I have a confession—I belong to a credit union where I have gotten good rates and service for the past five years, but I still do the bulk of my banking at a large national bank.
I'm not proud of it, but I opened my first account at a bank in 1994. I know my account numbers, routing numbers, credit card number, and even the three-digit credit card verification number by heart. I know where all the ATMs are within a 10-mile radius of my house and my work. It's just easy to keep doing what I've always done.
CUNA estimates individuals save $69 each year by doing business at a credit union over a bank.
But I'm at the end of my rope—I can't handle any more aggressive sales pitches from tellers when all I want to do is cash a check or get a roll of quarters. I'm tired of spending 15 minutes on the phone trying to convince the customer service rep that the fees charged to my account are unjustified, and I fear needing to use my bank credit card someday with the interest rate as high as it is.
If you've been thinking about making the change but are afraid it will be too complicated, stay with me...we can successfully quit the bank together. If you need a little more convincing, I have a few facts that should swing your vote to the greener grass on the credit union side (or reinforce your satisfaction if you're already a member):
- The Credit Union National Association (CUNA), Madison, Wis., estimates individuals save $69 each year, in the form of lower loan rates and lower or no fees, by doing business at a credit union. Credit unions exist to serve members, not to turn a profit. Patrick Keefe, vice president of communications at CUNA, sums it up well: "It's really a question of focus—do you want a financial institution that is thinking 'How can I best provide a financial service to this person?' or 'How can I best make a buck from this person?' " It's hard to argue with that. Mind you, you have to go all-in at the credit union to see those annual savings—if you're a casual member like I have been (so far), you will not realize the same degree of benefit. All the more reason to make the switch complete.
- Convenience arguments don't hold much weight. Many credit unions are part of a larger network of ATMs that are just as convenient as your current bank. An example is the CO-OP Network, which gives members access to more than 28,000 ATMs nationwide, but there are other networks as well. Smartphone users have it even easier—an app uses your current location to find the closest ATM. Simple, right?
- According to a February 2012 Consumer Reports article, more bank fee hikes are on the way as banks try to recoup billions of dollars in lost revenue. More fees for the same or lesser service? No thank you.
Now that you've made the mental commitment to ditch your bank, it's time to put an action plan together to make the switch a reality. Follow these easy steps to make the transition:
- Find a credit union. ASmarterChoice.org is a great place to start. Although not everyone is eligible to join every credit union, there is a credit union available to everyone. Some are organized by employer groups, others by geographic regions, and still others by different criteria. Start by entering your address into ASmarterChoice.org's "Find a Credit Union"® search tool to find a credit union you qualify to join.

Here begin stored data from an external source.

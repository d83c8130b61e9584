//! The query descriptor accepted by the engine.
//!
//! A [`Filter`] arrives as JSON (usually base64 encoded in a `filter` query
//! parameter, see [`crate::models::FilterQuery`]):
//!
//! ```json
//! {
//!   "page": 2,
//!   "limit": 25,
//!   "orderBy": { "by": "profile.city", "order": "DESC" },
//!   "where": [
//!     { "by": "age", "operator": ">=", "value": 18 },
//!     { "by": "email", "operator": "ilike", "value": "example.com",
//!       "or": [{ "by": "name", "operator": "=", "value": "root" }] }
//!   ],
//!   "relations": ["profile"],
//!   "ignorePaginationCount": true
//! }
//! ```
//!
//! Conditions are validated while they are deserialized: the value must have
//! the shape its operator expects.

use chrono::{DateTime, NaiveDate, NaiveDateTime, Utc};
use serde::{Deserialize, Serialize};
use serde_json::{Map, Value};
use serde_with::{OneOrMany, formats::PreferOne, serde_as};

use super::{FieldPath, FilterError, Operator};

/// Output format for normalized `between` bounds.
pub const CANONICAL_DATETIME_FORMAT: &str = "%Y-%m-%d %H:%M:%S";

#[serde_as]
#[derive(Debug, Clone, Default, PartialEq, Serialize, Deserialize)]
#[serde(rename_all = "camelCase", default)]
pub struct Filter {
    /// 1-based page number
    #[serde(skip_serializing_if = "Option::is_none")]
    pub page: Option<u64>,
    /// Page size
    #[serde(skip_serializing_if = "Option::is_none")]
    pub limit: Option<u64>,
    /// A single sort spec or a list of them
    #[serde_as(as = "OneOrMany<_, PreferOne>")]
    pub order_by: Vec<OrderSpec>,
    #[serde(skip_serializing_if = "Option::is_none")]
    pub group_by: Option<FieldPath>,
    /// Explicit output fields for search queries
    pub select: Vec<FieldPath>,
    #[serde(rename = "where")]
    pub conditions: Vec<Condition>,
    /// Relations to eager-load (and join, for search queries)
    #[serde_as(as = "OneOrMany<_, PreferOne>")]
    pub relations: Vec<String>,
    /// Opaque passthrough bag for the host
    pub extra: Map<String, Value>,
    /// Skip the total-count query; the result count is then 0
    pub ignore_pagination_count: bool,
    /// Only the count is wanted
    pub count: bool,
}

impl Filter {
    #[must_use]
    pub fn new() -> Self {
        Self::default()
    }

    #[must_use]
    pub fn page(mut self, page: u64, limit: u64) -> Self {
        self.page = Some(page);
        self.limit = Some(limit);
        self
    }

    #[must_use]
    pub fn condition(mut self, condition: Condition) -> Self {
        self.conditions.push(condition);
        self
    }

    #[must_use]
    pub fn order_by(mut self, spec: OrderSpec) -> Self {
        self.order_by.push(spec);
        self
    }

    #[must_use]
    pub fn relation(mut self, relation: impl Into<String>) -> Self {
        self.relations.push(relation.into());
        self
    }

    #[must_use]
    pub fn without_count(mut self) -> Self {
        self.ignore_pagination_count = true;
        self
    }

    /// Whether any condition (including nested alternatives) targets `field`.
    #[must_use]
    pub fn mentions_field(&self, field: &str) -> bool {
        fn walk(conditions: &[Condition], field: &str) -> bool {
            conditions
                .iter()
                .any(|c| c.by.root() == field || walk(&c.or, field))
        }
        walk(&self.conditions, field)
    }
}

/// One filter predicate, optionally carrying alternatives in `or`.
#[derive(Debug, Clone, PartialEq, Serialize, Deserialize)]
#[serde(try_from = "RawCondition", into = "RawCondition")]
pub struct Condition {
    pub by: FieldPath,
    pub operator: Operator,
    pub value: ConditionValue,
    pub or: Vec<Condition>,
}

impl Condition {
    /// Build a condition, checking the value against the operator.
    ///
    /// # Errors
    ///
    /// Returns `FilterError::InvalidPath` or `FilterError::InvalidValue`.
    pub fn new(by: &str, operator: Operator, value: impl Into<Value>) -> Result<Self, FilterError> {
        let by = FieldPath::parse(by)?;
        let value = ConditionValue::for_operator(&by, operator, value.into())?;
        Ok(Self {
            by,
            operator,
            value,
            or: Vec::new(),
        })
    }

    /// Shorthand for an equality condition.
    ///
    /// # Errors
    ///
    /// See [`Condition::new`].
    pub fn eq(by: &str, value: impl Into<Value>) -> Result<Self, FilterError> {
        Self::new(by, Operator::Eq, value)
    }

    /// Attach alternatives to this condition.
    #[must_use]
    pub fn or(mut self, alternatives: Vec<Condition>) -> Self {
        self.or = alternatives;
        self
    }

    /// The same condition with its alternatives stripped.
    #[must_use]
    pub fn without_alternatives(&self) -> Self {
        Self {
            by: self.by.clone(),
            operator: self.operator,
            value: self.value.clone(),
            or: Vec::new(),
        }
    }
}

/// Wire form of a condition, before validation.
#[derive(Debug, Clone, Serialize, Deserialize)]
struct RawCondition {
    by: FieldPath,
    #[serde(default = "default_operator")]
    operator: String,
    #[serde(default)]
    value: Value,
    #[serde(default, skip_serializing_if = "Vec::is_empty")]
    or: Vec<Condition>,
}

fn default_operator() -> String {
    "=".to_string()
}

impl TryFrom<RawCondition> for Condition {
    type Error = FilterError;

    fn try_from(raw: RawCondition) -> Result<Self, Self::Error> {
        let operator = Operator::from_token_lenient(&raw.operator);
        let value = ConditionValue::for_operator(&raw.by, operator, raw.value)?;
        Ok(Self {
            by: raw.by,
            operator,
            value,
            or: raw.or,
        })
    }
}

impl From<Condition> for RawCondition {
    fn from(condition: Condition) -> Self {
        Self {
            by: condition.by,
            operator: condition.operator.token().to_string(),
            value: condition.value.into(),
            or: condition.or,
        }
    }
}

/// The value of a condition, shaped by its operator.
#[derive(Debug, Clone, PartialEq)]
pub enum ConditionValue {
    Null,
    /// A single JSON scalar (objects are only accepted for `jsonContains`)
    Scalar(Value),
    List(Vec<Value>),
    Range(Value, Value),
}

impl ConditionValue {
    /// Validate `value` for `operator`.
    ///
    /// # Errors
    ///
    /// Returns `FilterError::InvalidValue` when the shape does not fit the operator.
    pub fn for_operator(by: &FieldPath, operator: Operator, value: Value) -> Result<Self, FilterError> {
        let invalid = |reason: &str| FilterError::invalid_value(by, operator, reason);

        if operator.is_nullary() {
            return Ok(Self::Null);
        }

        match operator {
            Operator::In | Operator::NotIn => match value {
                Value::Array(items) => {
                    if items.iter().any(|v| !is_scalar(v)) {
                        return Err(invalid("list items must be scalars"));
                    }
                    Ok(Self::List(items))
                }
                Value::Null => Err(invalid("expects a list of values")),
                v if is_scalar(&v) => Ok(Self::List(vec![v])),
                _ => Err(invalid("expects a list of values")),
            },
            Operator::Between => match value {
                Value::Array(mut items) if items.len() == 2 && items.iter().all(is_scalar) => {
                    let high = items.pop().unwrap_or(Value::Null);
                    let low = items.pop().unwrap_or(Value::Null);
                    Ok(Self::Range(low, high))
                }
                _ => Err(invalid("expects a two-element array")),
            },
            Operator::Not => match value {
                Value::Null => Ok(Self::Null),
                Value::Array(items) if items.iter().all(is_scalar) => Ok(Self::List(items)),
                v if is_scalar(&v) => Ok(Self::Scalar(v)),
                _ => Err(invalid("expects a scalar, a list or null")),
            },
            Operator::JsonContains => match value {
                Value::Null => Err(invalid("expects a value")),
                v => Ok(Self::Scalar(v)),
            },
            Operator::Eq | Operator::Ne => match value {
                Value::Null => Ok(Self::Null),
                v if is_scalar(&v) => Ok(Self::Scalar(v)),
                _ => Err(invalid("expects a scalar or null")),
            },
            _ => match value {
                v if is_scalar(&v) => Ok(Self::Scalar(v)),
                _ => Err(invalid("expects a scalar value")),
            },
        }
    }
}

fn is_scalar(value: &Value) -> bool {
    matches!(value, Value::String(_) | Value::Number(_) | Value::Bool(_))
}

impl From<ConditionValue> for Value {
    fn from(value: ConditionValue) -> Self {
        match value {
            ConditionValue::Null => Self::Null,
            ConditionValue::Scalar(v) => v,
            ConditionValue::List(items) => Self::Array(items),
            ConditionValue::Range(low, high) => Self::Array(vec![low, high]),
        }
    }
}

/// Normalize a date-like string to [`CANONICAL_DATETIME_FORMAT`].
///
/// Returns `None` when the string does not look like a date or timestamp.
#[must_use]
pub fn normalize_datetime(raw: &str) -> Option<String> {
    let raw = raw.trim();
    if let Ok(dt) = DateTime::parse_from_rfc3339(raw) {
        return Some(dt.with_timezone(&Utc).format(CANONICAL_DATETIME_FORMAT).to_string());
    }
    for format in [
        "%Y-%m-%d %H:%M:%S",
        "%Y-%m-%dT%H:%M:%S",
        "%Y-%m-%d %H:%M:%S%.f",
        "%Y-%m-%dT%H:%M:%S%.f",
        "%Y-%m-%d %H:%M",
        "%Y-%m-%dT%H:%M",
    ] {
        if let Ok(dt) = NaiveDateTime::parse_from_str(raw, format) {
            return Some(dt.format(CANONICAL_DATETIME_FORMAT).to_string());
        }
    }
    NaiveDate::parse_from_str(raw, "%Y-%m-%d")
        .ok()
        .and_then(|d| d.and_hms_opt(0, 0, 0))
        .map(|dt| dt.format(CANONICAL_DATETIME_FORMAT).to_string())
}

#[derive(Debug, Clone, Copy, Default, PartialEq, Eq, Serialize, Deserialize)]
#[serde(from = "String", into = "String")]
pub enum SortOrder {
    #[default]
    Asc,
    Desc,
}

impl From<String> for SortOrder {
    /// `ASC` in any case is ascending; anything else is descending.
    fn from(value: String) -> Self {
        if value.to_uppercase() == "ASC" {
            Self::Asc
        } else {
            Self::Desc
        }
    }
}

impl From<SortOrder> for String {
    fn from(order: SortOrder) -> Self {
        match order {
            SortOrder::Asc => "ASC".to_string(),
            SortOrder::Desc => "DESC".to_string(),
        }
    }
}

impl From<SortOrder> for sea_orm::Order {
    fn from(order: SortOrder) -> Self {
        match order {
            SortOrder::Asc => Self::Asc,
            SortOrder::Desc => Self::Desc,
        }
    }
}

#[derive(Debug, Clone, PartialEq, Serialize, Deserialize)]
pub struct OrderSpec {
    pub by: FieldPath,
    #[serde(default)]
    pub order: SortOrder,
}

impl OrderSpec {
    /// # Errors
    ///
    /// Returns `FilterError::InvalidPath` for a malformed field reference.
    pub fn new(by: &str, order: SortOrder) -> Result<Self, FilterError> {
        Ok(Self {
            by: FieldPath::parse(by)?,
            order,
        })
    }
}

- Review credit union credentials. Most credit unions are backed by the National Credit Union Administration (NCUA). The NCUA is the FDIC (Federal Deposit Insurance Corporation) of the credit union world. The NCUA insures most accounts up to $250,000.
- Confirm available services. Many credit unions offer all the same services as banks, but it's a good idea to confirm that the credit union has everything you're looking for. For example, ask about online banking, credit cards, auto or home loans, small-business loans, or IRAs (individual retirement accounts).

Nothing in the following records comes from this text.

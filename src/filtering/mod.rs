//! # Declarative Filtering
//!
//! Compiles a JSON [`Filter`] into native `sea_orm` predicates.
//!
//! ## Pipeline
//!
//! 1. **Parse**: field references become [`FieldPath`]s and condition values are
//!    checked against their [`Operator`] while the filter is deserialized.
//! 2. **Compile**: [`compile_where`] turns the `where` list into a
//!    [`CompiledWhere`], a disjunction of AND-groups keyed by logical field name.
//!    [`compile_permission_where`] is the flat variant used for permission checks.
//! 3. **Lower**: [`lowering::lower`] maps logical names to physical columns
//!    through the [`FieldNameRegistry`](crate::resolver::FieldNameRegistry) and
//!    produces a `sea_orm::Condition` for the connected backend.
//!
//! ## Condition Examples
//!
//! ```rust,ignore
//! // age >= 18 AND (email ILIKE '%example.com%' OR name = 'root')
//! { "where": [
//!     { "by": "age", "operator": ">=", "value": 18 },
//!     { "by": "email", "operator": "ilike", "value": "example.com",
//!       "or": [{ "by": "name", "value": "root" }] }
//! ] }
//!
//! // Related record: users whose profile lives in Oslo
//! { "where": [{ "by": "profile.city", "value": "Oslo" }] }
//!
//! // Scalar inside a JSON column
//! { "where": [{ "by": "meta->plan.tier", "value": "gold" }] }
//!
//! // Date range; bounds are normalized to "YYYY-MM-DD HH:MM:SS"
//! { "where": [{ "by": "created_at", "operator": "between",
//!               "value": ["2024-01-01", "2024-02-01"] }] }
//! ```

pub mod ast;
pub mod conditions;
pub mod lowering;
pub mod operators;
pub mod pagination;
pub mod path;
pub mod permission;
pub mod predicate;
pub mod sort;

pub use crate::errors::FilterError;
pub use ast::{
    CANONICAL_DATETIME_FORMAT, Condition, ConditionValue, Filter, OrderSpec, SortOrder,
    normalize_datetime,
};
pub use conditions::compile_where;
pub use lowering::lower;
pub use operators::Operator;
pub use pagination::Pagination;
pub use path::FieldPath;
pub use permission::compile_permission_where;
pub use predicate::{Comparison, CompiledWhere, Predicate, WhereGroup};
pub use sort::{
    DEFAULT_SORT_FIELD, OrderTarget, RelationJoin, apply_orders, field_expr, resolve_order,
    resolve_orders,
};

- Join your new credit union. You can join in person, and some credit unions even let you join online. Deposit a small amount in your new account to start before you work on the full-fledged transition. Figure out how to use the online banking, and get familiar with branch and network ATM locations. Joining a credit union also makes you a member-owner immediately—that's kind of awesome in and of itself.
- Change your direct deposit information. If you get paid by direct deposit, figure out when your employer will be able to change your deposit to a new account. If you don't know how to make this change, contact your human resources department.
- Identify your current automatic withdrawals. Make a list of automatic deductions from your account(s), like credit card or utilities payments. Depending on the direct deposit date you identified in step five, reschedule your withdrawals from your new credit union account after your first paycheck is deposited in the account.
- Transfer the bulk of your money to your new account through electronic transfer. If there's a sizable fee for electronic transfer, consider asking for your money in a check, then deposit it in your new account right away. Leave some money in your old account as a cushion. It can take a few months for all transactions to clear your old account. Note: Some banks charge fees for low account balances, so it's smart to close your account as soon you've confirmed all transactions have cleared.
- Follow the process to close your old account. The process differs with each institution—some may require a written request, while others may require you to close accounts in person.
There is a credit union available for everyone to join.
It's not hard to switch to a credit union, but it does take a little effort and research. Once you switch, you'll feel better knowing you are making a smarter choice with your money—and you'll likely see that manifested as more cash on hand. I intended to make the switch for a long time, and once I did, it was much more seamless than I thought.
Bottom line: It's easy to switch to a credit union. Just take the first step and do it!